• [What needs to be done]: Could you write the entries out again, exactly as they are?

[Stored data entries]

=== Section Start ===

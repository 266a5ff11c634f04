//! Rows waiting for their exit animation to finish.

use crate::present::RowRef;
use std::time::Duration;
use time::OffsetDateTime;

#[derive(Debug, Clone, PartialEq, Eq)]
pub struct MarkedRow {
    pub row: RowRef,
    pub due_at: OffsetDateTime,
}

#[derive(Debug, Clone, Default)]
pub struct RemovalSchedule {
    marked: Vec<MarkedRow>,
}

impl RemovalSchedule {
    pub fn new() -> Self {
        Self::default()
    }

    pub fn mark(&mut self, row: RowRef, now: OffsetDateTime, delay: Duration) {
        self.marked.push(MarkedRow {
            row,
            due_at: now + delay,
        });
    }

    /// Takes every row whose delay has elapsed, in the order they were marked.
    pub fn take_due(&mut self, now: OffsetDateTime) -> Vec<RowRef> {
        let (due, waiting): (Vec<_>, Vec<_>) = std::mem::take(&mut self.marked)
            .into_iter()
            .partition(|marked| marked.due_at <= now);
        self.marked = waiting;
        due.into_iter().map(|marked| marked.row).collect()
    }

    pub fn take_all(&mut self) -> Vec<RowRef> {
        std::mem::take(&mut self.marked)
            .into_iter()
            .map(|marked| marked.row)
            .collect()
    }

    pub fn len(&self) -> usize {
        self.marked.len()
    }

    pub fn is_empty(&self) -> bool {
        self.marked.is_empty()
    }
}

=== Section End ===

• [Result for this exercise]:
repository 266a5ff11c634f04
//! Rows waiting for their exit animation to finish.

use crate::present::RowRef;
use std::time::Duration;
use time::OffsetDateTime;

#[derive(Debug, Clone, PartialEq, Eq)]
pub struct MarkedRow {
    pub row: RowRef,
    pub due_at: OffsetDateTime,
}

#[derive(Debug, Clone, Default)]
pub struct RemovalSchedule {
    marked: Vec<MarkedRow>,
}

impl RemovalSchedule {
    pub fn new() -> Self {
        Self::default()
    }

    pub fn mark(&mut self, row: RowRef, now: OffsetDateTime, delay: Duration) {
        self.marked.push(MarkedRow {
            row,
            due_at: now + delay,
        });
    }

    /// Takes every row whose delay has elapsed, in the order they were marked.
    pub fn take_due(&mut self, now: OffsetDateTime) -> Vec<RowRef> {
        let (due, waiting): (Vec<_>, Vec<_>) = std::mem::take(&mut self.marked)
            .into_iter()
            .partition(|marked| marked.due_at <= now);
        self.marked = waiting;
        due.into_iter().map(|marked| marked.row).collect()
    }

    pub fn take_all(&mut self) -> Vec<RowRef> {
        std::mem::take(&mut self.marked)
            .into_iter()
            .map(|marked| marked.row)
            .collect()
    }

    pub fn len(&self) -> usize {
        self.marked.len()
    }

    pub fn is_empty(&self) -> bool {
        self.marked.is_empty()
    }
}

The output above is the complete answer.